We conducted a regional survey to study current practice in airway management for pediatric tonsillectomy in National Health Service (NHS) hospitals in Mid and South Essex, United Kingdom.

Materials and Methods

A 5-question survey was designed using www. surveymonkey.com. Multiple choice with either single or multiple answers were used in addition to free text questions. The questionnaire explored preferences for airway adjuncts, reasons behind use of LMA or ETT as well as any changes in practice.

The survey was disseminated via email in December 2014 to all regional ENT (Ear, Nose and Throat) surgeons including consultants, training and non-training registrars and specialty doctors. Two reminder emails were sent to non-responders to improve response rates.

Results and Observations

We received 18 responses from registrars and consultants in the region. The response rate was 56.3% (18 of 32). All of the respondents answered all of the questions.
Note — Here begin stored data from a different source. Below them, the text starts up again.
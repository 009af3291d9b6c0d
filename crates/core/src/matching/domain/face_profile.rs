use crate::detection::domain::face_detector::Detection;
use crate::shared::bounding_box::{BoundingBox, InvalidBoundingBox};

/// Geometry of the registered face: `[left, top, width, height]`.
#[derive(Clone, Copy, Debug, PartialEq)]
pub struct FaceProfile {
    bbox: BoundingBox,
}

impl FaceProfile {
    pub fn new(bbox: BoundingBox) -> Self {
        Self { bbox }
    }

    /// Reduces a detection to its profile. Pure; confidence is dropped.
    pub fn extract(detection: &Detection) -> Self {
        Self::new(detection.bbox)
    }

    pub fn from_array(values: [f64; 4]) -> Result<Self, InvalidBoundingBox> {
        let [left, top, width, height] = values;
        BoundingBox::new(left, top, width, height).map(Self::new)
    }

    pub fn to_array(&self) -> [f64; 4] {
        [
            self.bbox.left(),
            self.bbox.top(),
            self.bbox.width(),
            self.bbox.height(),
        ]
    }

    pub fn bbox(&self) -> &BoundingBox {
        &self.bbox
    }

    pub fn area(&self) -> f64 {
        self.bbox.area()
    }
}
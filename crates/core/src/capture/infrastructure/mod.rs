pub mod image_file_capture;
The majority (87.8%) of respondents reported primarily using an ETT in their current practice. Two thirds (66.7%) also favored this method, with only a small percentage (11.1%) preferring LMA. 22.2% of respondents specified no preference. Reasons for ETT preference included ´better surgical access' (64.3%), ‘it is a secure airway’ (57.1%) with approximately one fifth (21.4%) of surgeons additionally reporting that in their clinical practice ‘patients experience less gagging and coughing postoperatively’ with use of an LMA. Only 2(14.3%) surgeons indicated having ‘other’ reasons to select airway adjunct, one of which reported that LMA poses ‘no difficulty with access and better for patient’ with the other explaining that they used an ETT following ‘advice from respected anesthetists’.
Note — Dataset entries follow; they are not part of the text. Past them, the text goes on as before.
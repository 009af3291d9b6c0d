use std::sync::atomic::{AtomicBool, Ordering};
use std::sync::Arc;
use std::thread::{self, JoinHandle};

use crossbeam_channel::{Receiver, Sender};

use crate::capture::domain::capture_source::CaptureSource;
use crate::pipeline::activity::{Activity, ActivityGuard};
use crate::pipeline::face_session::{FaceSession, RecognizeOutcome, RegisterOutcome};
use crate::pipeline::session_error::SessionError;

pub enum SessionCommand {
    Register {
        source: Box<dyn CaptureSource>,
        replace: bool,
    },
    Recognize {
        source: Box<dyn CaptureSource>,
    },
    Forget,
}

#[derive(Debug)]
pub enum SessionEvent {
    Registered(Result<RegisterOutcome, SessionError>),
    Recognized(Result<RecognizeOutcome, SessionError>),
    Forgotten(Result<(), SessionError>),
}

/// Runs a [`FaceSession`] on a background thread so slow detection never
/// blocks the caller.
///
/// `submit` claims the session's busy flag on the caller's thread: a second
/// request while one is in flight is rejected with `Busy` instead of queued.
/// The flag is released before the result event is sent.
pub struct SessionWorker {
    commands: Option<Sender<(SessionCommand, ActivityGuard)>>,
    events: Receiver<SessionEvent>,
    activity: Activity,
    registered: Arc<AtomicBool>,
    handle: Option<JoinHandle<FaceSession>>,
}

impl SessionWorker {
    pub fn spawn(session: FaceSession) -> Self {
        let (command_tx, command_rx) = crossbeam_channel::unbounded();
        let (event_tx, event_rx) = crossbeam_channel::unbounded();
        let activity = session.activity();
        let registered = Arc::new(AtomicBool::new(session.is_registered()));

        let registered_flag = registered.clone();
        let handle = thread::spawn(move || run(session, command_rx, event_tx, registered_flag));

        Self {
            commands: Some(command_tx),
            events: event_rx,
            activity,
            registered,
            handle: Some(handle),
        }
    }

    /// Hands a command to the worker, or fails with `Busy` while another
    /// command is still running.
    pub fn submit(&self, command: SessionCommand) -> Result<(), SessionError> {
        let commands = self.commands.as_ref().ok_or(SessionError::WorkerStopped)?;
        let guard = self.activity.try_begin()?;
        // On failure the guard comes back inside the error and is dropped
        commands
            .send((command, guard))
            .map_err(|_| SessionError::WorkerStopped)
    }

    pub fn events(&self) -> &Receiver<SessionEvent> {
        &self.events
    }

    pub fn is_busy(&self) -> bool {
        self.activity.is_busy()
    }

    pub fn is_registered(&self) -> bool {
        self.registered.load(Ordering::Acquire)
    }

    /// Whether the Register action should be offered right now.
    pub fn can_register(&self) -> bool {
        !self.is_registered() && !self.is_busy()
    }

    /// Stops accepting commands, waits for the worker and hands the
    /// session back. `None` if the worker thread panicked.
    pub fn shutdown(mut self) -> Option<FaceSession> {
        self.stop()
    }

    fn stop(&mut self) -> Option<FaceSession> {
        self.commands.take();
        self.handle.take().and_then(|h| h.join().ok())
    }
}

impl Drop for SessionWorker {
    fn drop(&mut self) {
        self.stop();
    }
}

fn run(
    mut session: FaceSession,
    commands: Receiver<(SessionCommand, ActivityGuard)>,
    events: Sender<SessionEvent>,
    registered: Arc<AtomicBool>,
) -> FaceSession {
    for (command, guard) in commands {
        // Each *_with call consumes the guard, so the session is idle again
        // by the time the event goes out
        let event = match command {
            SessionCommand::Register {
                mut source,
                replace,
            } => SessionEvent::Registered(session.register_with(guard, source.as_mut(), replace)),
            SessionCommand::Recognize { mut source } => {
                SessionEvent::Recognized(session.recognize_with(guard, source.as_mut()))
            }
            SessionCommand::Forget => SessionEvent::Forgotten(session.forget_with(guard)),
        };
        registered.store(session.is_registered(), Ordering::Release);
        if events.send(event).is_err() {
            log::debug!("Session event receiver dropped; stopping worker");
            break;
        }
    }
    session
}

#[cfg(test)]
mod tests {
    use super::*;
    use crate::detection::domain::face_detector::{Detection, FaceDetector};
    use crate::matching::domain::face_matcher::FaceMatcher;
    use crate::matching::domain::face_profile::FaceProfile;
    use crate::matching::infrastructure::memory_profile_store::MemoryProfileStore;
    use crate::pipeline::face_session::tests::{detection, ScriptedDetector, StubCapture};
    use crate::shared::frame::Frame;
    use std::time::Duration;

    const TIMEOUT: Duration = Duration::from_secs(5);

    /// Blocks inside `detect` until the test releases it.
    struct GatedDetector {
        entered: Sender<()>,
        release: Receiver<()>,
        face: [f64; 4],
    }

    impl FaceDetector for GatedDetector {
        fn detect(&mut self, _frame: &Frame) -> Result<Vec<Detection>, Box<dyn std::error::Error>> {
            let _ = self.entered.send(());
            self.release.recv_timeout(TIMEOUT)?;
            Ok(vec![detection(self.face)])
        }
    }

    fn worker(detector: Box<dyn FaceDetector>, stored: Option<[f64; 4]>) -> SessionWorker {
        let store = match stored {
            Some(b) => MemoryProfileStore::with_profile(FaceProfile::from_array(b).unwrap()),
            None => MemoryProfileStore::new(),
        };
        let matcher = FaceMatcher::open(Box::new(store)).unwrap();
        SessionWorker::spawn(FaceSession::new(detector, matcher, 80.0))
    }

    fn register(replace: bool) -> SessionCommand {
        SessionCommand::Register {
            source: Box::new(StubCapture::ok()),
            replace,
        }
    }

    fn recognize() -> SessionCommand {
        SessionCommand::Recognize {
            source: Box::new(StubCapture::ok()),
        }
    }

    #[test]
    fn test_register_then_recognize() {
        let w = worker(
            Box::new(ScriptedDetector::faces(&[
                [10.0, 10.0, 100.0, 100.0],
                [50.0, 50.0, 100.0, 100.0],
            ])),
            None,
        );
        assert!(w.can_register());

        w.submit(register(false)).unwrap();
        match w.events().recv_timeout(TIMEOUT).unwrap() {
            SessionEvent::Registered(Ok(RegisterOutcome::Registered(_))) => {}
            other => panic!("unexpected event {other:?}"),
        }
        assert!(w.is_registered());
        assert!(!w.can_register());

        w.submit(recognize()).unwrap();
        match w.events().recv_timeout(TIMEOUT).unwrap() {
            SessionEvent::Recognized(Ok(RecognizeOutcome::Matched(c))) => {
                assert_eq!(c.percentage, 100.0)
            }
            other => panic!("unexpected event {other:?}"),
        }
    }

    #[test]
    fn test_rejects_second_request_while_in_flight() {
        let (entered_tx, entered_rx) = crossbeam_channel::unbounded();
        let (release_tx, release_rx) = crossbeam_channel::unbounded();
        let w = worker(
            Box::new(GatedDetector {
                entered: entered_tx,
                release: release_rx,
                face: [0.0, 0.0, 100.0, 100.0],
            }),
            Some([0.0, 0.0, 100.0, 100.0]),
        );

        w.submit(recognize()).unwrap();
        entered_rx.recv_timeout(TIMEOUT).unwrap();
        assert!(w.is_busy());
        assert!(matches!(w.submit(recognize()), Err(SessionError::Busy)));
        assert!(matches!(w.submit(register(true)), Err(SessionError::Busy)));

        release_tx.send(()).unwrap();
        match w.events().recv_timeout(TIMEOUT).unwrap() {
            SessionEvent::Recognized(Ok(RecognizeOutcome::Matched(_))) => {}
            other => panic!("unexpected event {other:?}"),
        }
        // exactly one event: the rejected requests never reached the worker
        assert!(w.events().try_recv().is_err());
        assert!(!w.is_busy());
    }

    #[test]
    fn test_failure_event_releases_busy_flag() {
        let w = worker(Box::new(ScriptedDetector::faces(&[])), None);
        w.submit(SessionCommand::Register {
            source: Box::new(StubCapture::failing()),
            replace: false,
        })
        .unwrap();
        match w.events().recv_timeout(TIMEOUT).unwrap() {
            SessionEvent::Registered(Err(SessionError::Capture(_))) => {}
            other => panic!("unexpected event {other:?}"),
        }
        assert!(!w.is_busy());
        w.submit(recognize()).unwrap();
    }

    #[test]
    fn test_forget_updates_registration_flag() {
        let w = worker(
            Box::new(ScriptedDetector::faces(&[])),
            Some([0.0, 0.0, 10.0, 10.0]),
        );
        assert!(w.is_registered());
        w.submit(SessionCommand::Forget).unwrap();
        assert!(matches!(
            w.events().recv_timeout(TIMEOUT).unwrap(),
            SessionEvent::Forgotten(Ok(()))
        ));
        assert!(!w.is_registered());
    }

    #[test]
    fn test_shutdown_returns_session() {
        let w = worker(
            Box::new(ScriptedDetector::faces(&[[0.0, 0.0, 40.0, 40.0]])),
            None,
        );
        w.submit(register(false)).unwrap();
        w.events().recv_timeout(TIMEOUT).unwrap();

        let session = w.shutdown().unwrap();
        assert_eq!(session.profile().unwrap().to_array(), [0.0, 0.0, 40.0, 40.0]);
    }
}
Most (61.1%) respondents marked that anesthetists in their hospitals had a preference for 'endotracheal tube'. It was emphasized by only 2 surgeons that the decision to use LMA vs. ETT was based on anesthetist preference and they did not routinely interfere in the decision making process when selecting airway adjunct.

Only 3 (16.7%) respondents reported a change in practice during their career, 2 of whom reported trialing LMA use for a short period but subsequently moving back to an ETT due to poor surgical access. One surgeon reported changing from ETT to LMA when it became available in their hospital.

Discussion

In our hospital network there is no consensus in use of endotracheal tube vs laryngeal mask for pediatric tonsillectomy. Based on our findings endotracheal intubation remains the most frequently used and preferred ventilation method by both ENT surgeons and anesthetists, although 22% of surgeons reported having no particular preference. Most surgeons in our region keep the same choice of airway adjunct throughout their careers. One could speculate that this choice is based on familiarity with either of the airway adjuncts from early training years, although this survey did specifically ask this question. This survey was carried out regionally and therefore there were a limited number of respondents. Further multicenter studies and extending the survey to anesthetists will be welcomed.
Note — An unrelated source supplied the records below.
pub mod detection_outcome;
pub mod face_detector;
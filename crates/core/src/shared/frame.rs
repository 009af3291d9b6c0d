use ndarray::ArrayView3;

/// A captured still image: contiguous RGB bytes in row-major order.
///
/// Decoding happens in the capture adapters; detectors only see raw pixels.
#[derive(Clone, Debug)]
pub struct Frame {
    data: Vec<u8>,
    width: u32,
    height: u32,
}

/// Interleaved RGB.
pub const CHANNELS: usize = 3;

impl Frame {
    pub fn new(data: Vec<u8>, width: u32, height: u32) -> Self {
        debug_assert_eq!(
            data.len(),
            (width as usize) * (height as usize) * CHANNELS,
            "data length must equal width * height * 3"
        );
        Self {
            data,
            width,
            height,
        }
    }

    pub fn data(&self) -> &[u8] {
        &self.data
    }

    pub fn width(&self) -> u32 {
        self.width
    }

    pub fn height(&self) -> u32 {
        self.height
    }

    /// `[H, W, C]` view over the pixel buffer.
    pub fn as_ndarray(&self) -> ArrayView3<'_, u8> {
        ArrayView3::from_shape(
            (self.height as usize, self.width as usize, CHANNELS),
            &self.data,
        )
        .expect("Frame data length must match dimensions")
    }
}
According to the literature, there are advantages and disadvantages of establishing an airway with either a LMA or an ETT with no clear superiority established [3-7]. Due to these well recognized differences, specific airway adjunct use should be discussed during preoperative briefing and the decision should made jointly with anesthetists and surgeons taking into account patient particular characteristics such as patient age and weight. When surgical access is not appropriate with LMA (e.g. due to large tonsils, small oropharynx in young children) an ETT should be preferentially considered.